You are describing the claims provider (machtigingenregister) in eID here! Works exactly the same and only after user consent.

> Here different identity providers (…) to create fall back mechanisms in case one of the containers is lost or broken.

The strong point of eRecognition is that it is technology agnostic. If the card I use for logging in turns out to be insecure (remember OV Chipcard?) I have alternative technologies available in the same infrastructure.

Again, I do not see how your solution and eID are competing technologies. eID should not be used for the problem domain you want to use IRMA for and vice versa. I know that eID is claiming that eID should be used for 18+, but I disagree. There is no one size fits all.

Martijn

admin
, 2015-02-18 15:46:15
(reply)

Dear Martijn,

Interesting. I would actually argue exactly the opposite, namely that I disprove the point you make in your post, and instead show that ABCs protect privacy better than eRecognition, and that in fact ABCs can be used for all the scenario’s that you claim it cannot be used for.

It does not make sense to have two different, parallel, systems for eID as you seem to suggest: one (ABC based) for so-called 18+ scenario’s and another (federated IDM based) for all other scenario’s. Moreover, the fact that eRecognition provides traceability out of the box is exactly the reason why I strongly oppose the current proposals for using that technology for a nationwide eID system. The Dutch eID system has to respect the privacy of Dutch citizens by design and default. For the simple reason that the system is mandatory for accessing all kinds of government services, and that citizens simply have no choice. The fact that for certain applications some level of tracing and logging is required is no excuse to implement it is as standard (and without any option to switch it off).

Martijn Kaag
, 2015-02-25 08:56:12
(reply)

Dear Jan Jaap,

I notice that there are two extreme standpoints here:

  • eID claiming that federation is the answer to everything.
  • You claiming that IMRA is the answer to everything.
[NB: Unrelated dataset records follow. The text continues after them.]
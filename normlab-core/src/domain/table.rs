//! Multi-asset tables aligned on a common date axis.

use chrono::NaiveDate;
use serde::{Deserialize, Serialize};

use super::series::{PriceSeries, ReturnSeries};

/// Column-oriented table: one shared date axis, one `f64` column per asset.
///
/// Every column has the same length as `dates`. Assets keep the order in
/// which they were added, which is the order results are reported in.
#[derive(Debug, Clone, PartialEq, Default, Serialize, Deserialize)]
pub struct AlignedTable {
    pub dates: Vec<NaiveDate>,
    pub assets: Vec<String>,
    pub columns: Vec<Vec<f64>>,
}

/// Aligned closing prices (NaN where an asset did not trade).
pub type PriceTable = AlignedTable;

/// Aligned log-returns (NaN where a return is undefined).
pub type ReturnTable = AlignedTable;

impl AlignedTable {
    pub fn new(dates: Vec<NaiveDate>) -> Self {
        Self {
            dates,
            assets: Vec::new(),
            columns: Vec::new(),
        }
    }

    /// Append a column. Panics in debug builds if the length is off.
    pub fn push_column(&mut self, asset: impl Into<String>, values: Vec<f64>) {
        debug_assert_eq!(values.len(), self.dates.len());
        self.assets.push(asset.into());
        self.columns.push(values);
    }

    pub fn len(&self) -> usize {
        self.dates.len()
    }

    pub fn is_empty(&self) -> bool {
        self.dates.is_empty()
    }

    pub fn asset_count(&self) -> usize {
        self.assets.len()
    }

    pub fn contains(&self, asset: &str) -> bool {
        self.assets.iter().any(|a| a == asset)
    }

    pub fn column(&self, asset: &str) -> Option<&[f64]> {
        self.assets
            .iter()
            .position(|a| a == asset)
            .map(|i| self.columns[i].as_slice())
    }

    /// Extract one asset as a return series on the table's axis.
    pub fn series(&self, asset: &str) -> Option<ReturnSeries> {
        self.column(asset)
            .map(|values| ReturnSeries::new(asset, self.dates.clone(), values.to_vec()))
    }

    /// Extract one asset as a price series on the table's axis.
    pub fn price_series(&self, asset: &str) -> Option<PriceSeries> {
        self.column(asset)
            .map(|values| PriceSeries::new(asset, self.dates.clone(), values.to_vec()))
    }

    /// All assets as return series, in table order.
    pub fn all_series(&self) -> Vec<ReturnSeries> {
        self.assets
            .iter()
            .zip(&self.columns)
            .map(|(asset, values)| ReturnSeries::new(asset.clone(), self.dates.clone(), values.clone()))
            .collect()
    }

    /// Keep only the rows whose index satisfies `keep`.
    pub fn retain_rows(&mut self, keep: impl Fn(usize) -> bool) {
        let kept: Vec<usize> = (0..self.dates.len()).filter(|&i| keep(i)).collect();
        self.dates = kept.iter().map(|&i| self.dates[i]).collect();
        for column in &mut self.columns {
            *column = kept.iter().map(|&i| column[i]).collect();
        }
    }
}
Both parties neglect the weaknesses of their own solution and fail to see the strong points of the other solution.

I disagree that there is on size fits all.

  • eID has not been designed for applications that require no aggregated tracing and logging. Within the domain it has been designed for it provides at least the same privacy as the alternatives and has important features such as technology neutrality which guarantees long-term continuity.
  • IMRA has not been designed for applications that require aggregated tracing and logging.

Both solutions have their strong-points and they can co-exist is the same infrastructure.

eID has tried to combine the two approaches into one (full privacy of transactions with a federated infrastructure) but the result failed at all ends:

  • No aggregated tracing and logging.
  • No technical guarantees on privacy.

The disagreement between you and eID is becoming religious. That stops all progress and a waste of intellectual resources.